The new Malaysian government has been taking the mandate it inherited—the fight against corruption—very seriously, and it recently announced a concerted effort in changing the multilayered, inter-industrial ecosystem of corruption that Malaysia has become known for.
Prime Minister Tun Dr. Mahathir Mohamad addressed the corruption charges that plagues his infamous predecessor in the launch of the National Anti-Corruption Plan (NACP), an ambitious five-year concerted strategy that will attempt to weed out corruption by focusing on six sectors: politics, public procurement, law enforcement, public sector administration, legal and judiciary, and corporate governance.
This ambitious and concerted effort, while very noble, also serves as a reminder of how deeply-rooted the issue is in Malaysia, and how it covers nearly every aspect of everyday life in this country. One cannot blame the average Malaysian for being cynical about the chances of weeding such wrongdoing out, much less transforming the country into a “corrupt-free nation”.
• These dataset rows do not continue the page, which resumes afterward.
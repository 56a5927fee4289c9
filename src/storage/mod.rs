//! Archive, publish queue and state persistence
//!
//! The archive and queue are plain in-memory collections. [`state::StateStore`]
//! snapshots them, together with key pools and accounts, to a JSON file.

pub mod archive;
pub mod queue;
pub mod similarity;
pub mod state;

pub use archive::{ArchiveStore, DuplicateMatch};
pub use queue::{PublishQueue, SharedQueue, SuccessPolicy};
pub use state::{AppState, StateStore};
//! newsloom - news relay with near-duplicate detection, LLM rewriting and
//! scheduled social publishing
//!
//! # Architecture
//!
//! The library is organized into several modules:
//!
//! - [`config`] - Configuration management and settings
//! - [`pipeline`] - News search, article extraction, duplicate check and rewrite orchestration
//! - [`llm`] - Rewrite providers (Gemini, Groq, HuggingFace)
//! - [`publisher`] - Twitter, Facebook and Telegram delivery
//! - [`scheduler`] - API key rotation and interval publishing
//! - [`storage`] - Archive, publish queue and state persistence
//! - [`models`] - Core data structures and types
//! - [`metrics`] - Prometheus counters
//! - [`utils`] - Common utilities and domain errors
//!
//! # Example
//!
//! ```no_run
//! use std::sync::Arc;
//! use newsloom::config::Config;
//! use newsloom::llm::LlmRewriter;
//! use newsloom::pipeline::{HtmlExtractor, PipelineStores, RewriteOrchestrator};
//! use newsloom::storage::StateStore;
//!
//! #[tokio::main]
//! async fn main() -> anyhow::Result<()> {
//!     let config = Config::from_env()?;
//!     let store = StateStore::new(&config.storage.data_dir, config.storage.archive_limit);
//!     let mut state = store.load()?;
//!
//!     let orchestrator = RewriteOrchestrator::new(
//!         Arc::new(HtmlExtractor::new(config.extract_timeout())?),
//!         Arc::new(LlmRewriter::with_config(config.llm_config()?)?),
//!         config.orchestrator_config(state.excluded_domains.clone())?,
//!     );
//!     let mut stores = PipelineStores {
//!         archive: &mut state.archive,
//!         keys: &mut state.keys,
//!         queue: &mut state.queue,
//!     };
//!     let report = orchestrator
//!         .process_url("https://example.com/news/1", &mut stores)
//!         .await;
//!     println!("{}", report.outcome.label());
//!
//!     store.save(&mut state)?;
//!     Ok(())
//! }
//! ```

pub mod config;
pub mod error;
pub mod llm;
pub mod metrics;
pub mod models;
pub mod pipeline;
pub mod publisher;
pub mod scheduler;
pub mod storage;
pub mod utils;

/// Re-export commonly used types
pub mod prelude {
    pub use crate::config::Config;
    pub use crate::error::{Error, ErrorCategory, LoomErrorTrait, Result};
    pub use crate::models::{
        PostStatus, ProcessedArticle, PublishPost, PublishResult, RawArticle, SocialAccount,
    };
    pub use crate::pipeline::{
        ArticleOutcome, DiscoveredArticle, NewsSearch, RewriteOrchestrator, StopFlag, TimeRange,
    };
    pub use crate::scheduler::{KeyPool, PublishEvent, PublishScheduler};
    pub use crate::storage::{AppState, ArchiveStore, PublishQueue, StateStore};
}

// Direct re-exports for convenience
pub use models::{ProcessedArticle, PublishPost, SocialAccount};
It will be interesting to see the strategies that will be in place to address corruption on both the individual and organisational levels, as it means reducing—if not eliminating entirely—the opportunity and the temptation to commit such crimes. International bodies such as Transparency International and the World Bank have outlined such solutions as reducing international loopholes within the financial systems, encouraging and protecting citizen whistleblowers, as well as encouraging access to information for all.
The use of relevant and current technology is also a highly recommended strategy by experts, and this includes tech that increases transparency in an organisation. Sanctioned screening of members of companies and organisations in every sector is one such method, especially as it creates widespread accountability and transparency, especially across sectors. Leaders are able to better monitor for suspicious behaviour, and to also be impartially screened for their own possible discretions. Monitoring employees also allows for more stringent enforcement, which is a proven deterrent for corruption.
Financial institutions have led the way by implementing screening as part of their organisational strategy, their roles having some of the highest stakes and the highest security risks of any industry. If Malaysia is serious about being corruption-free, shouldn’t we be treating every organisation as seriously, too?